While oxytocin is so important during the process of labour and delivery, it also has other functions and researchers are discovering more all the time. Oxytocin improves social interaction by increasing trust and generosity, increasing empathy, and decreasing the fear response, improves sexual health, improves mood by evoking feelings of contentment and trust and improving social anxiety, prevents neuroinflammation and thus protects neurons in the developing brain, and moderates appetite.
In addition to these effects that have been supported by human research, there are some suspected roles that have been indicated in animal research including assisting with drug addiction by potentially inhibiting the development of tolerance to drugs such as cocaine, opiates and alcohol, and reducing withdrawal symptoms. There is also some suggestion that oxytocin may be connected to metabolism and the gut as well as the cardiovascular system. Conversely, low oxytocin levels have been linked to autism and autism spectrum disorder. Oxytocin has also been proposed as a possible treatment for social phobia and postpartum depression.
Currently, synthetic oxytocin is only approved for a few uses, typically only labour induction/augmentation and prevention/management of postpartum hemorrhage. There appears to be some potential in a nasal spray that has been used in the majority of human studies so we will see how that translates to mainstream use in the coming years.

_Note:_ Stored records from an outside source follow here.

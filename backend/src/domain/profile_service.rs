//! Profile use-cases: profile fields, avatar lifecycle, password change.
//!
//! Avatar replacement follows the upload-pipeline ordering: store the new
//! blob, point the account at it, then attempt removal of the previous
//! blob. That last step is best-effort and never alters the response.

use std::sync::Arc;

use async_trait::async_trait;
use tracing::warn;

use super::DomainError;
use super::password_service::map_repository_error;
use super::ports::{BlobNamespace, BlobStore, PasswordHasher, UserRepository};
use super::upload::{UploadedFile, generate_blob_name, require_image, too_large_error};
use super::user::{ProfileUpdate, User, UserId, validate_display_name, validate_email};

/// Driving port for account profile operations.
#[async_trait]
pub trait ProfileOps: Send + Sync {
    /// The authenticated user's account.
    async fn get(&self, owner: UserId) -> Result<User, DomainError>;

    /// Update profile fields, leaving absent ones untouched.
    async fn update(&self, owner: UserId, update: ProfileUpdate) -> Result<User, DomainError>;

    /// Store a new avatar, replacing (and best-effort deleting) any
    /// previous one.
    async fn set_avatar(&self, owner: UserId, file: UploadedFile) -> Result<User, DomainError>;

    /// Clear the avatar, best-effort deleting the backing blob.
    async fn delete_avatar(&self, owner: UserId) -> Result<User, DomainError>;

    /// Replace the account password after verifying the current one.
    async fn change_password(
        &self,
        owner: UserId,
        current: &str,
        replacement: &str,
    ) -> Result<(), DomainError>;
}

fn account_not_found() -> DomainError {
    DomainError::not_found("account not found")
}

/// Service implementing [`ProfileOps`].
#[derive(Clone)]
pub struct ProfileService<U> {
    users: Arc<U>,
    blobs: Arc<dyn BlobStore>,
    hasher: Arc<dyn PasswordHasher>,
    avatar_max_bytes: usize,
}

impl<U> ProfileService<U> {
    /// Create a new service over the user repository and blob store.
    pub fn new(
        users: Arc<U>,
        blobs: Arc<dyn BlobStore>,
        hasher: Arc<dyn PasswordHasher>,
        avatar_max_bytes: usize,
    ) -> Self {
        Self {
            users,
            blobs,
            hasher,
            avatar_max_bytes,
        }
    }
}

impl<U> ProfileService<U>
where
    U: UserRepository,
{
    async fn require_user(&self, owner: UserId) -> Result<User, DomainError> {
        self.users
            .find_by_id(owner)
            .await
            .map_err(map_repository_error)?
            .ok_or_else(account_not_found)
    }

    async fn discard_blob(&self, locator: &super::document::Locator) {
        if let super::ports::BlobDeleteOutcome::Skipped = self.blobs.delete(locator).await {
            warn!(%locator, "previous avatar blob could not be removed");
        }
    }
}

#[async_trait]
impl<U> ProfileOps for ProfileService<U>
where
    U: UserRepository,
{
    async fn get(&self, owner: UserId) -> Result<User, DomainError> {
        self.require_user(owner).await
    }

    async fn update(&self, owner: UserId, update: ProfileUpdate) -> Result<User, DomainError> {
        let current = self.require_user(owner).await?;
        let email = match update.email {
            Some(raw) => validate_email(&raw)
                .map_err(|err| DomainError::invalid_request(err.to_string()))?,
            None => current.email,
        };
        let display_name = match update.display_name {
            Some(raw) => validate_display_name(&raw)
                .map_err(|err| DomainError::invalid_request(err.to_string()))?,
            None => current.display_name,
        };
        self.users
            .update_profile(owner, &email, &display_name)
            .await
            .map_err(map_repository_error)?
            .ok_or_else(account_not_found)
    }

    async fn set_avatar(&self, owner: UserId, file: UploadedFile) -> Result<User, DomainError> {
        if file.bytes.len() > self.avatar_max_bytes {
            return Err(too_large_error(self.avatar_max_bytes));
        }
        require_image(&file)?;
        let previous = self.require_user(owner).await?.avatar;

        let name = generate_blob_name(&file.original_name);
        let locator = self
            .blobs
            .store(file.bytes, BlobNamespace::Avatars, &name)
            .await
            .map_err(|err| DomainError::internal(format!("blob storage failed: {err}")))?;
        let user = self
            .users
            .set_avatar(owner, Some(&locator))
            .await
            .map_err(map_repository_error)?
            .ok_or_else(account_not_found)?;

        if let Some(old) = previous {
            self.discard_blob(&old).await;
        }
        Ok(user)
    }

    async fn delete_avatar(&self, owner: UserId) -> Result<User, DomainError> {
        let previous = self.require_user(owner).await?.avatar;
        let user = self
            .users
            .set_avatar(owner, None)
            .await
            .map_err(map_repository_error)?
            .ok_or_else(account_not_found)?;
        if let Some(old) = previous {
            self.discard_blob(&old).await;
        }
        Ok(user)
    }

    async fn change_password(
        &self,
        owner: UserId,
        current: &str,
        replacement: &str,
    ) -> Result<(), DomainError> {
        if replacement.trim().is_empty() {
            return Err(DomainError::invalid_request("new password must not be empty"));
        }
        let user = self.require_user(owner).await?;
        if !self.hasher.verify(current, &user.password_hash) {
            return Err(DomainError::invalid_request("current password is incorrect"));
        }
        let hash = self.hasher.hash(replacement)?;
        let updated = self
            .users
            .set_password_hash(owner, &hash)
            .await
            .map_err(map_repository_error)?;
        if updated { Ok(()) } else { Err(account_not_found()) }
    }
}

#[cfg(test)]
mod tests {
    use super::*;
    use crate::domain::ErrorCode;
    use crate::domain::document::Locator;
    use crate::domain::ports::{
        BlobDeleteOutcome, BlobStoreError, RepositoryError, RetrievalTarget,
    };
    use chrono::Utc;
    use std::sync::Mutex;

    #[derive(Default)]
    struct InMemoryUsers {
        rows: Mutex<Vec<User>>,
    }

    impl InMemoryUsers {
        fn with_user(user: User) -> Self {
            Self {
                rows: Mutex::new(vec![user]),
            }
        }
    }

    #[async_trait]
    impl UserRepository for InMemoryUsers {
        async fn find_by_id(&self, id: UserId) -> Result<Option<User>, RepositoryError> {
            let rows = self.rows.lock().expect("rows poisoned");
            Ok(rows.iter().find(|row| row.id == id).cloned())
        }

        async fn find_by_email(&self, email: &str) -> Result<Option<User>, RepositoryError> {
            let rows = self.rows.lock().expect("rows poisoned");
            Ok(rows.iter().find(|row| row.email == email).cloned())
        }

        async fn insert(&self, user: &User) -> Result<(), RepositoryError> {
            let mut rows = self.rows.lock().expect("rows poisoned");
            if rows.iter().any(|row| row.email == user.email) {
                return Err(RepositoryError::conflict("email already registered"));
            }
            rows.push(user.clone());
            Ok(())
        }

        async fn update_profile(
            &self,
            id: UserId,
            email: &str,
            display_name: &str,
        ) -> Result<Option<User>, RepositoryError> {
            let mut rows = self.rows.lock().expect("rows poisoned");
            let Some(row) = rows.iter_mut().find(|row| row.id == id) else {
                return Ok(None);
            };
            row.email = email.to_owned();
            row.display_name = display_name.to_owned();
            row.updated_at = Utc::now();
            Ok(Some(row.clone()))
        }

        async fn set_avatar(
            &self,
            id: UserId,
            avatar: Option<&Locator>,
        ) -> Result<Option<User>, RepositoryError> {
            let mut rows = self.rows.lock().expect("rows poisoned");
            let Some(row) = rows.iter_mut().find(|row| row.id == id) else {
                return Ok(None);
            };
            row.avatar = avatar.cloned();
            Ok(Some(row.clone()))
        }

        async fn set_password_hash(
            &self,
            id: UserId,
            hash: &str,
        ) -> Result<bool, RepositoryError> {
            let mut rows = self.rows.lock().expect("rows poisoned");
            let Some(row) = rows.iter_mut().find(|row| row.id == id) else {
                return Ok(false);
            };
            row.password_hash = hash.to_owned();
            Ok(true)
        }
    }

    #[derive(Default)]
    struct RecordingBlobs {
        stored: Mutex<Vec<String>>,
        deleted: Mutex<Vec<String>>,
    }

    #[async_trait]
    impl BlobStore for RecordingBlobs {
        async fn store(
            &self,
            _bytes: Vec<u8>,
            namespace: BlobNamespace,
            name: &str,
        ) -> Result<Locator, BlobStoreError> {
            let relative = format!("{}/{name}", namespace.as_str());
            self.stored
                .lock()
                .expect("stored poisoned")
                .push(relative.clone());
            Ok(Locator::new(relative))
        }

        async fn delete(&self, locator: &Locator) -> BlobDeleteOutcome {
            self.deleted
                .lock()
                .expect("deleted poisoned")
                .push(locator.as_str().to_owned());
            BlobDeleteOutcome::Deleted
        }

        fn resolve(&self, locator: &Locator) -> RetrievalTarget {
            RetrievalTarget::LocalFile(locator.as_str().into())
        }
    }

    /// Transparent hasher so tests can assert on the stored value.
    struct PlainHasher;

    impl PasswordHasher for PlainHasher {
        fn hash(&self, plaintext: &str) -> Result<String, DomainError> {
            Ok(format!("hash:{plaintext}"))
        }

        fn verify(&self, plaintext: &str, hash: &str) -> bool {
            hash == format!("hash:{plaintext}")
        }
    }

    fn user() -> User {
        let now = Utc::now();
        User {
            id: UserId::random(),
            email: "ada@example.com".into(),
            display_name: "Ada".into(),
            password_hash: "hash:letmein".into(),
            avatar: None,
            created_at: now,
            updated_at: now,
        }
    }

    fn service(
        repo: InMemoryUsers,
        blobs: Arc<RecordingBlobs>,
    ) -> ProfileService<InMemoryUsers> {
        ProfileService::new(Arc::new(repo), blobs, Arc::new(PlainHasher), 64)
    }

    fn png(bytes: usize) -> UploadedFile {
        UploadedFile {
            original_name: "me.png".into(),
            content_type: "image/png".into(),
            bytes: vec![0u8; bytes],
        }
    }

    #[tokio::test]
    async fn avatar_replacement_deletes_the_previous_blob() {
        let account = user();
        let owner = account.id;
        let blobs = Arc::new(RecordingBlobs::default());
        let svc = service(InMemoryUsers::with_user(account), Arc::clone(&blobs));

        let first = svc.set_avatar(owner, png(8)).await.expect("first avatar");
        let first_locator = first.avatar.clone().expect("avatar set");
        assert!(blobs.deleted.lock().expect("deleted").is_empty());

        let second = svc.set_avatar(owner, png(8)).await.expect("second avatar");
        let second_locator = second.avatar.expect("avatar replaced");
        assert_ne!(first_locator, second_locator);
        assert_eq!(
            blobs.deleted.lock().expect("deleted").as_slice(),
            [first_locator.as_str().to_owned()]
        );
    }

    #[tokio::test]
    async fn avatar_dual_check_rejects_mismatched_content_type() {
        let account = user();
        let owner = account.id;
        let blobs = Arc::new(RecordingBlobs::default());
        let svc = service(InMemoryUsers::with_user(account), Arc::clone(&blobs));

        let mut file = png(8);
        file.content_type = "application/octet-stream".into();
        let err = svc.set_avatar(owner, file).await.expect_err("rejected");
        assert_eq!(err.code(), ErrorCode::InvalidRequest);
        assert!(blobs.stored.lock().expect("stored").is_empty());
    }

    #[tokio::test]
    async fn oversize_avatar_is_rejected_before_storage() {
        let account = user();
        let owner = account.id;
        let blobs = Arc::new(RecordingBlobs::default());
        let svc = service(InMemoryUsers::with_user(account), Arc::clone(&blobs));

        let err = svc
            .set_avatar(owner, png(65))
            .await
            .expect_err("over the avatar ceiling");
        assert_eq!(err.code(), ErrorCode::InvalidRequest);
        assert!(blobs.stored.lock().expect("stored").is_empty());
    }

    #[tokio::test]
    async fn delete_avatar_clears_the_locator() {
        let account = user();
        let owner = account.id;
        let blobs = Arc::new(RecordingBlobs::default());
        let svc = service(InMemoryUsers::with_user(account), Arc::clone(&blobs));

        svc.set_avatar(owner, png(8)).await.expect("avatar set");
        let cleared = svc.delete_avatar(owner).await.expect("cleared");
        assert!(cleared.avatar.is_none());
        assert_eq!(blobs.deleted.lock().expect("deleted").len(), 1);
    }

    #[tokio::test]
    async fn change_password_requires_the_current_one() {
        let account = user();
        let owner = account.id;
        let svc = service(
            InMemoryUsers::with_user(account),
            Arc::new(RecordingBlobs::default()),
        );

        let err = svc
            .change_password(owner, "wrong", "new-secret")
            .await
            .expect_err("wrong current password");
        assert_eq!(err.code(), ErrorCode::InvalidRequest);

        svc.change_password(owner, "letmein", "new-secret")
            .await
            .expect("password changed");
        let stored = svc.get(owner).await.expect("user");
        assert_eq!(stored.password_hash, "hash:new-secret");
    }

    #[tokio::test]
    async fn profile_update_keeps_absent_fields() {
        let account = user();
        let owner = account.id;
        let svc = service(
            InMemoryUsers::with_user(account),
            Arc::new(RecordingBlobs::default()),
        );

        let updated = svc
            .update(
                owner,
                ProfileUpdate {
                    email: None,
                    display_name: Some("Countess".into()),
                },
            )
            .await
            .expect("updated");
        assert_eq!(updated.email, "ada@example.com");
        assert_eq!(updated.display_name, "Countess");
    }
}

Even under ideal circumstances, synthetic oxytocin would still be needed as a tool both during labour (or to induce labour) and postpartum, but there are some ways that you can optimize the amount of oxytocin produced and thus be more likely to both go into labour and have a normal, progressive labour. These include sexual activity as well as cuddling, touching, and falling in love. Interestingly, soothing music, positive social encounters, eating with a group of close friends/family, warm showers/temperatures, yoga, massage, exercise, and petting dogs (and other animals) can all increase oxytocin release. Limited human trials suggest that the scent of both jasmine and lavender could potentially increase oxytocin resulting in trust and relaxation.
Some nutrients that could potentially increase oxytocin release and function are magnesium, which is required for oxytocin to function, and vitamin D which binds to the genes that produce the oxytocin receptor and an oxytocin precursor. Some studies have suggested that vitamin D deficiency may increase a baby’s likelihood of developing autism due to a lack of oxytocin. Some early animal studies have indicated that some strains of probiotics may increase oxytocin release as well as caffeine.
Oxytocin is a complex hormone and we are just beginning to understand its effects and the implications of low circulating amounts. What we do know is that birth typically progresses better when undisturbed and when women are surrounded by loving support people, and that our lives are richer, fuller and healthier when they include a community of family and friends who we regularly spend time with, who we touch, and who we love.